Cushman & Wakefield's Jason Price |
Pharma has long boosted commercial real estate in New Jersey, with some of the world's biggest drugmakers calling the state home. And that's not changing anytime soon, a new report says--despite layoffs and consolidation moves.
While the state has seen a "modest decline" in the demand for R&D and lab space, pharma's increased office requirements are balancing it out, Cushman & Wakefield noted in its New Jersey Pharma/Life Sciences Market Report.
That's not necessarily a surprise for a state that counts companies including Johnson & Johnson ($JNJ), Merck ($MRK), Novartis ($NVS), Bristol-Myers Squibb ($BMY), Sanofi ($SNY) and Bayer as corporate citizens. That group helped push New Jersey's life science worker tally to more than 115,000 in 2013, or 3.6% of the state's total--compared with 2.0% nationwide, Cushman & Wakefield notes.

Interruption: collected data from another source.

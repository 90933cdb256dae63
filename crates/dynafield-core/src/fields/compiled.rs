//! Runtime field specs produced from descriptors

use crate::model::DynamicModel;
use serde::{Deserialize, Serialize};
use serde_json::Value;

/// A member of an enum field: `name` is the upper-cased `value`
#[derive(Debug, Clone, PartialEq, Eq, Hash, Serialize, Deserialize)]
pub struct EnumValue {
    pub name: String,
    pub value: String,
}

impl EnumValue {
    pub fn new(value: impl Into<String>) -> Self {
        let value = value.into();
        Self {
            name: value.to_uppercase(),
            value,
        }
    }
}

/// Allowed members of an enum field
#[derive(Debug, Clone, PartialEq)]
pub struct EnumSpec {
    /// Type name, `<Label>Enum`
    pub name: String,
    pub values: Vec<EnumValue>,
}

impl EnumSpec {
    pub fn lookup(&self, value: &str) -> Option<&EnumValue> {
        self.values.iter().find(|v| v.value == value)
    }
}

/// Value type of a compiled field along with its constraints
#[derive(Debug, Clone)]
pub enum ValueKind {
    Str {
        min_length: Option<usize>,
        max_length: Option<usize>,
    },
    Int {
        ge: Option<i64>,
        le: Option<i64>,
    },
    Float {
        ge: Option<f64>,
        le: Option<f64>,
    },
    Bool,
    Date,
    DateTime,
    Email,
    Enum(EnumSpec),
    Uuid,
    Json,
    List,
    Object(DynamicModel),
}

impl ValueKind {
    /// Short type name used in error messages and violations
    pub fn type_name(&self) -> &'static str {
        match self {
            ValueKind::Str { .. } => "string",
            ValueKind::Int { .. } => "integer",
            ValueKind::Float { .. } => "number",
            ValueKind::Bool => "boolean",
            ValueKind::Date => "date",
            ValueKind::DateTime => "datetime",
            ValueKind::Email => "email",
            ValueKind::Enum(_) => "enum",
            ValueKind::Uuid => "uuid",
            ValueKind::Json => "object",
            ValueKind::List => "array",
            ValueKind::Object(_) => "object",
        }
    }
}

/// Runtime spec of one record field
#[derive(Debug, Clone)]
pub struct CompiledField {
    /// Record key
    pub key: String,
    /// Label as written on the descriptor
    pub label: String,
    pub kind: ValueKind,
    pub required: bool,
    /// Fallback used when the key is absent; cloned per record
    pub default: Option<Value>,
    pub description: Option<String>,
}

impl CompiledField {
    pub fn nested_model(&self) -> Option<&DynamicModel> {
        match &self.kind {
            ValueKind::Object(model) => Some(model),
            _ => None,
        }
    }

    pub fn enum_spec(&self) -> Option<&EnumSpec> {
        match &self.kind {
            ValueKind::Enum(spec) => Some(spec),
            _ => None,
        }
    }
}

Of course, there have been some fluctuations as of late, with larger companies enacting cost cuts to offset the patent cliff. Roche ($RHHBY) recently ditched its Nutley campus--opting instead to cross the river into New York--while Novartis handed back more than 365,000 square feet of leased office space in Florham Park. Others have relocated R&D to hot markets like Boston and San Francisco "due to their proximity to a higher concentration of universities and centers of excellence," Cushman & Wakefield's Jason Price pointed out in a statement.
But that's to be expected, Price stressed. "We will see contraction and growth as companies in this fluid industry merge, expand and consolidate," he said. "… And while lab/R&D may continue to be less of a driving factor in the state's real estate market, office needs will continue to boost both the local economy and real estate demand for years to come."